Federal Rule of Civil Procedure 36 governs requests for admissions. Rule 36(a) states, in pertinent part:
A party may serve upon any other party a written request for the admission . . . of the truth of any matters within the scope of Rule 26(b)(1) set forth in the request that relate to statements or opinions of fact or of the application of law to fact, including the genuineness of any documents, described in the request. . . . If objection is made, the reasons therefor shall be stated. The answer shall specifically deny the matter or set forth in detail the reasons why the answering party cannot truthfully admit or deny the matter. A denial shall fairly meet the substance of the requested admission, and when good faith requires that a party qualify an answer or deny only a part of the matter of which an admission is requested, the party shall specify so much of it as is true and qualify or deny the remainder. An answering party may not give lack of information or knowledge as a reason for failure to admit or deny unless the party states that the party has made reasonable inquiry and that the information known or readily obtainable by the party is insufficient to enable the party to admit or deny. . . . The party who has requested the admissions may move to determine the sufficiency of the answers or objections. Unless the court determines that an objection is justified, it shall order that an answer be served. If the court determines that an answer does not comply with the requirements of this rule, it may order either that the matter is admitted or that an amended answer be served.

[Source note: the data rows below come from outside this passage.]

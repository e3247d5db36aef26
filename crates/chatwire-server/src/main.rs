//! Chatwire server binary.
//!
//! # Usage
//!
//! ```bash
//! # Listen on the default port
//! chatwire-server --bind 0.0.0.0:9000
//!
//! # Do not echo messages back to their sender
//! chatwire-server --no-echo
//! ```

use chatwire_server::{RelayConfig, Server, ServerRuntimeConfig};
use clap::Parser;
use tracing_subscriber::{EnvFilter, fmt, layer::SubscriberExt, util::SubscriberInitExt};

/// Chatwire relay server
#[derive(Parser, Debug)]
#[command(name = "chatwire-server")]
#[command(about = "Chatwire chat relay server")]
#[command(version)]
struct Args {
    /// Address to bind to
    #[arg(short, long, env = "CHATWIRE_BIND", default_value = "0.0.0.0:9000")]
    bind: String,

    /// Do not deliver messages back to the connection that sent them
    #[arg(long)]
    no_echo: bool,

    /// Log level (trace, debug, info, warn, error)
    #[arg(long, default_value = "info")]
    log_level: String,
}

#[tokio::main]
async fn main() -> Result<(), Box<dyn std::error::Error>> {
    let args = Args::parse();
    let filter =
        EnvFilter::try_from_default_env().unwrap_or_else(|_| EnvFilter::new(&args.log_level));

    tracing_subscriber::registry().with(fmt::layer()).with(filter).init();

    tracing::info!("Chatwire server starting");
    tracing::info!("Binding to {}", args.bind);

    let config = ServerRuntimeConfig {
        bind_address: args.bind,
        relay: RelayConfig { echo: !args.no_echo },
    };

    let server = Server::bind(config).await?;

    tracing::info!("Server listening on {}", server.local_addr()?);

    server.run().await?;

    Ok(())
}
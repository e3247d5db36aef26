//! Chatwire protocol
//!
//! Typed envelopes exchanged between a chat client and its relay, and the
//! textual JSON codec that carries them over the wire.
//!
//! # Components
//!
//! - [`Envelope`]: immutable protocol unit (login, signup, results, join,
//!   message)
//! - [`Destination`]: normalized addressing, either a direct peer or a room
//! - [`encode`] / [`decode`]: wire codec with legacy-shape normalization
//!
//! The codec is deliberately tolerant on input: frames from older protocol
//! revisions (no timestamp, bare login without password, peer addressing)
//! decode into the same normalized model as current frames. Unknown envelope
//! types decode to [`EnvelopeKind::Unknown`] instead of failing.

#![forbid(unsafe_code)]
#![warn(missing_docs)]

mod codec;
mod envelope;
pub mod errors;
mod ids;

pub use codec::{decode, decode_bytes, encode};
pub use envelope::{Envelope, EnvelopeKind, Status, Timestamp};
pub use errors::ProtocolError;
pub use ids::{Destination, RoomId, UserId};
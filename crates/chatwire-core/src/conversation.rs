//! Conversation log.
//!
//! Append-only log of the messages in the open conversation. Locally sent
//! messages are appended optimistically before the server confirms them;
//! when the server echoes a message back, the echo is matched against recent
//! optimistic entries instead of being displayed twice.
//!
//! # Echo suppression
//!
//! The dedup key is `(sender, destination, payload, timestamp)`. An echo
//! whose timestamp is unknown (older server revisions strip it) matches on
//! the first three fields alone. The scan walks backwards from the newest
//! entry and stops at the first entry older than the dedup window, so the
//! cost is bounded by recent traffic rather than log length. Each local
//! entry absorbs at most one echo.

use std::{ops::Sub, time::Duration};

use chatwire_proto::{Destination, Envelope};
use tracing::{debug, trace};

use crate::{
    router::{Routed, Subscription},
    session::SessionConfig,
};

/// Identifier of a log entry, unique within one conversation.
#[derive(Debug, Clone, Copy, PartialEq, Eq, Hash, PartialOrd, Ord)]
pub struct EntryId(u64);

impl EntryId {
    /// Raw counter value.
    pub fn value(self) -> u64 {
        self.0
    }
}

/// Where an entry came from.
#[derive(Debug, Clone, Copy, PartialEq, Eq, Hash)]
pub enum Origin {
    /// Sent from this client and appended optimistically
    Local,
    /// Received from the server
    Remote,
}

/// Delivery progress of an entry.
#[derive(Debug, Clone, Copy, PartialEq, Eq, Hash)]
pub enum DeliveryStatus {
    /// Appended, not yet handed to the transport
    Pending,
    /// Written to the transport
    Sent,
    /// Could not be sent. The entry stays in the log.
    Failed,
    /// Server echoed the message back
    Confirmed,
    /// Arrived from the network
    Received,
}

/// One message in the log.
#[derive(Debug, Clone, PartialEq, Eq)]
pub struct Entry<I> {
    id: EntryId,
    envelope: Envelope,
    origin: Origin,
    delivery: DeliveryStatus,
    appended_at: I,
}

impl<I: Copy> Entry<I> {
    /// Entry identifier
    pub fn id(&self) -> EntryId {
        self.id
    }

    /// The message
    pub fn envelope(&self) -> &Envelope {
        &self.envelope
    }

    /// Where the entry came from
    pub fn origin(&self) -> Origin {
        self.origin
    }

    /// Delivery progress
    pub fn delivery(&self) -> DeliveryStatus {
        self.delivery
    }

    /// True if the message could not be sent.
    pub fn delivery_failed(&self) -> bool {
        self.delivery == DeliveryStatus::Failed
    }

    /// Local time the entry was appended
    pub fn appended_at(&self) -> I {
        self.appended_at
    }
}

/// Result of offering a network envelope to the log.
#[derive(Debug, Clone, Copy, PartialEq, Eq)]
pub enum AppendOutcome {
    /// New entry appended
    Appended(EntryId),
    /// Echo of an optimistic entry, which is now confirmed
    Duplicate(EntryId),
    /// Routed under a different subscription, dropped
    Discarded,
}

/// Read position in the log, for incremental rendering.
#[derive(Debug, Clone, Copy, PartialEq, Eq, Hash, PartialOrd, Ord, Default)]
pub struct LogCursor(usize);

/// Log of the conversation bound to one [`Subscription`].
///
/// Generic over `Instant` to support both real time and virtual time for
/// deterministic testing.
#[derive(Debug, Clone)]
pub struct Conversation<I> {
    subscription: Subscription,
    entries: Vec<Entry<I>>,
    next_id: u64,
    dedup_window: Duration,
    dedup_echoes: bool,
}

impl<I> Conversation<I>
where
    I: Copy + Ord + Sub<Output = Duration>,
{
    /// Empty log bound to `subscription`.
    pub fn new(subscription: Subscription, config: &SessionConfig) -> Self {
        Self {
            subscription,
            entries: Vec::new(),
            next_id: 0,
            dedup_window: config.dedup_window,
            dedup_echoes: config.dedup_echoes,
        }
    }

    /// Destination the log is bound to.
    pub fn destination(&self) -> &Destination {
        self.subscription.destination()
    }

    /// Subscription generation the log accepts deliveries from.
    pub fn generation(&self) -> u64 {
        self.subscription.generation()
    }

    /// All entries in append order.
    pub fn entries(&self) -> &[Entry<I>] {
        &self.entries
    }

    /// Entry by id.
    pub fn entry(&self, id: EntryId) -> Option<&Entry<I>> {
        self.position(id).map(|index| &self.entries[index])
    }

    /// Number of entries.
    pub fn len(&self) -> usize {
        self.entries.len()
    }

    /// True if nothing has been appended.
    pub fn is_empty(&self) -> bool {
        self.entries.is_empty()
    }

    /// Entries appended since `cursor`, and the cursor to pass next time.
    pub fn read_from(&self, cursor: LogCursor) -> (&[Entry<I>], LogCursor) {
        let start = cursor.0.min(self.entries.len());
        (&self.entries[start..], LogCursor(self.entries.len()))
    }

    /// Append a locally composed message before it is sent.
    ///
    /// The envelope should come from [`crate::ChannelRouter::address`] for
    /// the same subscription.
    pub fn append_optimistic(&mut self, envelope: Envelope, now: I) -> EntryId {
        debug_assert_eq!(envelope.destination(), Some(self.destination()));
        let id = self.push(envelope, Origin::Local, DeliveryStatus::Pending, now);
        trace!(id = id.0, "optimistic append");
        id
    }

    /// Offer a routed network envelope.
    pub fn append_from_network(&mut self, routed: Routed, now: I) -> AppendOutcome {
        if routed.generation != self.generation() {
            debug!(
                delivered = routed.generation,
                current = self.generation(),
                "delivery from stale subscription, discarding"
            );
            return AppendOutcome::Discarded;
        }

        if self.dedup_echoes
            && let Some(index) = self.find_echo_target(&routed.envelope, now)
        {
            let entry = &mut self.entries[index];
            entry.delivery = DeliveryStatus::Confirmed;
            trace!(id = entry.id.0, "echo confirmed optimistic entry");
            return AppendOutcome::Duplicate(entry.id);
        }

        let id = self.push(routed.envelope, Origin::Remote, DeliveryStatus::Received, now);
        AppendOutcome::Appended(id)
    }

    /// Transport accepted the entry. Returns false if the entry is unknown
    /// or no longer pending.
    pub fn mark_sent(&mut self, id: EntryId) -> bool {
        self.transition(id, DeliveryStatus::Pending, DeliveryStatus::Sent)
    }

    /// Transport refused the entry. Returns false if the entry is unknown or
    /// no longer pending.
    pub fn mark_failed(&mut self, id: EntryId) -> bool {
        self.transition(id, DeliveryStatus::Pending, DeliveryStatus::Failed)
    }

    fn transition(&mut self, id: EntryId, from: DeliveryStatus, to: DeliveryStatus) -> bool {
        let Some(index) = self.position(id) else {
            return false;
        };

        let entry = &mut self.entries[index];
        if entry.delivery != from {
            return false;
        }
        entry.delivery = to;
        true
    }

    fn find_echo_target(&self, echo: &Envelope, now: I) -> Option<usize> {
        for (index, entry) in self.entries.iter().enumerate().rev() {
            if now - entry.appended_at > self.dedup_window {
                break;
            }

            let eligible = entry.origin == Origin::Local
                && matches!(entry.delivery, DeliveryStatus::Pending | DeliveryStatus::Sent);
            if eligible && is_echo_of(echo, &entry.envelope) {
                return Some(index);
            }
        }
        None
    }

    fn push(
        &mut self,
        envelope: Envelope,
        origin: Origin,
        delivery: DeliveryStatus,
        now: I,
    ) -> EntryId {
        let id = EntryId(self.next_id);
        self.next_id += 1;
        self.entries.push(Entry { id, envelope, origin, delivery, appended_at: now });
        id
    }

    fn position(&self, id: EntryId) -> Option<usize> {
        // Ids are assigned in push order and never removed.
        let index = usize::try_from(id.0).ok()?;
        (self.entries.get(index).map(|entry| entry.id) == Some(id)).then_some(index)
    }
}

fn is_echo_of(echo: &Envelope, local: &Envelope) -> bool {
    echo.sender() == local.sender()
        && echo.destination() == local.destination()
        && echo.payload() == local.payload()
        && (!echo.timestamp().is_known() || echo.timestamp() == local.timestamp())
}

Fed.R.Civ.P. 36(a). The purpose of this rule is "to expedite the trial and relieve the parties of the cost of proving facts that will not be disputed at trial." Perez v. Miami-Dade County, 297 F.3d 1255, 1264 (11th Cir. 2002) (quoting 8A Charles Alan Wright, et al., Federal Practice and Procedure § 2252 (2d ed. 1994)).
Here, Defendants contend that Plaintiff's responses to requests 1-4 are evasive and insufficient. In their view, Plaintiff either failed to make a reasonable inquiry to respond to the requests or simply refused to respond by qualifying the responses. Defendants contend further that, to the extent documents are needed to answer the requests, Plaintiff has such. Plaintiff responds that Defendants' requests were vague and he responded in the only reasonable manner, i.e., to state that he did not have sufficient knowledge to answer. Plaintiff responds further that he could have provided an adequate response to certain of the requests if Defendants had sought the information based on a date certain. Plaintiff maintains that "there are no documents or other living sources from whom he can obtain the knowledge sufficient to answer" the Defendants' requests.
For ease of reference, the requests for admissions and responses at issue are set forth herein.
Request to Admit 1: Admit that at the time Betty J. Herman retained Janet Stuart and GrayRobinson, P.A. (f/k/a Gray Harris and/or Lane Trohn), you were not an executor, administrator, beneficiary, or trustee of the Herman Family Trust.
Response: The Plaintiff lacks sufficient information or knowledge to admit or deny this request since it is unknown when Betty J. Herman first retained Janet Stuart and Gray Robinson, P.A.
Request to Admit 2: Admit that you were not present at all times during the initial client meeting between Betty Herman and her attorney Janet Stuart.
Response: The Plaintiff does not have sufficient information or knowledge to admit or deny this request because it is unknown when the "initial client meeting took place."
Request to Admit 3: Admit that you were not present at all times during each and every person-to-person, attorney-client meeting between Betty J. Herman and her attorney, Janet Stuart, after the initial attorney-client meeting.
Response: The Plaintiff does not have sufficient information or knowledge to admit or deny this request because it is unknown when Betty J. Herman met with her attorney when Mr. Littell was not present.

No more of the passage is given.